File photo/NBD
"I just want to pull DADA (the shy one)!" Brad Pitt widened his eyes and stretched his grin, imitating LABUBU’s toothy smile. Last month, while touring for his film F1: The Fast Lane, the Hollywood A-lister opened a blind box on camera and laughed that he hoped the next toy inside would be the coy little monster.
Pitt is hardly alone. Captain America himself, Chris Evans, and actress Dakota Johnson have both unboxed LABUBUs on red carpets. From Los Angeles to London, queues of teenagers and twenty-somethings coil around city blocks.
Since the start of 2025, LABUBU—a small monster with high, pointed ears and serrated teeth, created by Chinese artist Kasing Lung and owned by Pop Mart—has become the planet's most unlikely superstar. But LABUBU's overnight success is in fact a decade in the making. Below is a step-by-step reconstruction of how a cult vinyl figure became a global cultural export—and what that tells us about China's next creative industries.
THE THREE-ACT ORIGIN STORY
Act I: Southeast Asia, December 2024–January 2025
The fuse was lit in Bangkok. Thai-Korean superstar Lisa posted an Instagram Story cradling a mint-green LABUBU. By New Year, Thai princess Sirivannavari was photographed at Paris Couture Week with a LABUBU key-chain dangling from her Hermès Kelly. Overnight, the toy became both national pop-culture and fashion flex.
Act II: Europe & North America, April–June 2025
In 2024, the IP franchise that houses LABUBU—THE MONSTERS (also known as "The Sprite Family", with LABUBU as its flagship character)—generated 3.04 billion yuan in revenue, a year-on-year surge of 726.6%, making it Pop Mart's single largest revenue contributor.

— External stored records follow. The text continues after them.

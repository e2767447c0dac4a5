//! Prometheus metrics collection and formatting.

use std::fmt::Write;

use jobnode_core::{NodePhase, OperationStatus, Phase};

use crate::state::NodeContext;

/// Collect node metrics in Prometheus text exposition format.
pub fn collect_metrics(ctx: &NodeContext) -> String {
    let mut output = String::new();

    collect_operation_metrics(ctx, &mut output);
    collect_node_metrics(ctx, &mut output);

    output
}

fn collect_operation_metrics(ctx: &NodeContext, output: &mut String) {
    let counts = ctx.ledger.status_counts();

    writeln!(
        output,
        "# HELP jobnode_operations Operations in the current session by status"
    )
    .ok();
    writeln!(output, "# TYPE jobnode_operations gauge").ok();
    for status in OperationStatus::ALL {
        let count = counts.get(&status).copied().unwrap_or(0);
        writeln!(
            output,
            "jobnode_operations{{status=\"{}\"}} {count}",
            status.as_str()
        )
        .ok();
    }
}

fn collect_node_metrics(ctx: &NodeContext, output: &mut String) {
    let phase = ctx.node_state.phase();

    writeln!(output).ok();
    writeln!(output, "# HELP jobnode_node_phase Current node phase (1 = active)").ok();
    writeln!(output, "# TYPE jobnode_node_phase gauge").ok();
    for candidate in [
        NodePhase::None,
        NodePhase::Starting,
        NodePhase::Healthcheck,
        NodePhase::Idle,
        NodePhase::Queued,
        NodePhase::Running,
        NodePhase::Stopping,
        NodePhase::Stopped,
        NodePhase::Error,
    ] {
        let value = u8::from(candidate == phase);
        writeln!(
            output,
            "jobnode_node_phase{{phase=\"{}\"}} {value}",
            candidate.as_str()
        )
        .ok();
    }

    writeln!(output).ok();
    writeln!(output, "# HELP jobnode_session_active Whether a node session is active").ok();
    writeln!(output, "# TYPE jobnode_session_active gauge").ok();
    writeln!(output, "jobnode_session_active {}", u8::from(ctx.session_active())).ok();

    writeln!(output).ok();
    writeln!(output, "# HELP jobnode_event_subscribers Live state event subscribers").ok();
    writeln!(output, "# TYPE jobnode_event_subscribers gauge").ok();
    writeln!(output, "jobnode_event_subscribers {}", ctx.events.receiver_count()).ok();
}

#[cfg(test)]
mod tests {
    use super::*;
    use crate::config::NodeConfig;
    use jobnode_core::OperationId;

    #[test]
    fn test_collect_metrics_empty_state() {
        let ctx = NodeContext::new(NodeConfig::default());
        let output = collect_metrics(&ctx);

        assert!(output.contains("jobnode_operations{status=\"init\"} 0"));
        assert!(output.contains("jobnode_node_phase{phase=\"NONE\"} 1"));
        assert!(output.contains("jobnode_node_phase{phase=\"IDLE\"} 0"));
        assert!(output.contains("jobnode_session_active 0"));
    }

    #[test]
    fn test_operation_counts() {
        let ctx = NodeContext::new(NodeConfig::default());
        ctx.ledger.start(&OperationId::new("a"));
        ctx.ledger.start(&OperationId::new("b"));
        ctx.ledger.set_host(&OperationId::new("c"), "h");

        let output = collect_metrics(&ctx);
        assert!(output.contains("jobnode_operations{status=\"running\"} 2"));
        assert!(output.contains("jobnode_operations{status=\"init\"} 1"));
    }
}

Pop Mart's overseas team calls it the "Monster Invasion Tour". From April to June this year, global platforms—Instagram, TikTok, YouTube—channeled LABUBU fever into the United States, the United Kingdom, Canada, Australia, Japan and South Korea. Overnight, Pop Mart's app hit No. 1 on the U.S. App Store shopping chart. Rihanna posted an unboxing; David Beckham used one as a car-mirror charm; the Kardashians built a pastel LABUBU wall for a baby-shower Instagram reel. Resale prices tripled before the boxes even arrived in stores.
Act III: Homecoming, May 2025
Following its success abroad, LABUBU brought the story we all know back home. Riding massive buzz and market frenzy, it took the Chinese mainland by storm.
File photo/NBD
THE LONG BACKSTORY
Most profiles miss a crucial fact: LABUBU is ten years old.
The Chinese blind-box boom began in 2016 with Molly, another Pop Mart IP. Molly proved that China could mint its own collectible culture. According to the China Designer Toys & Animation Industry Report 2024, the total value of China's designer-toy sector is projected to reach 110.1 billion yuan by 2026, expanding at a compound annual growth rate of more than 20%.
The meteoric rise of LABUBU didn’t happen overnight.
Celebrity Flywheel
From Lisa to Beckham, star endorsements acted as social proof in radically different fan cultures. Each post widened the funnel by an order of magnitude.
Scarcity by Design
Hidden chase figures, regional exclusives and surprise "midnight drops" keep supply permanently below demand. Pop Mart even stages temporary store closures to cool secondary markets.
File photo/NBD
Emotional Affordance
The toy's wide-eyed, slightly creepy grin hits the same aesthetic nerve as Japanese kimo-kawaii (gross-cute). Psychologists call it the "Care Bear paradox": ugly-cute triggers stronger protective instincts than pure cute, making adults willing to queue like teenagers.
Pop Mart bypasses traditional distributors and sells directly to consumers—online, in app, or in its own glass-box stores. DTC margins fund rapid reinvestment: new series drop every 45–60 days, each accompanied by short animated teasers, AR filters and pop-up events. The result is a content-commerce loop that feels more like Fortnite skins than conventional toys.
A LABUBU animated series is in post-production; a theme-park zone will open inside Pop Mart Land in 2026.
Founder Wang Ning's answer to the inevitable "How long can this last?" is pragmatic: "An IP's lifespan equals the amount of love you keep pouring in. The moment you stop, it stops.
Whether LABUBU is still headline fodder in 2026 matters less than whether China's next ten-year overnight sensation is already incubating in a studio somewhere.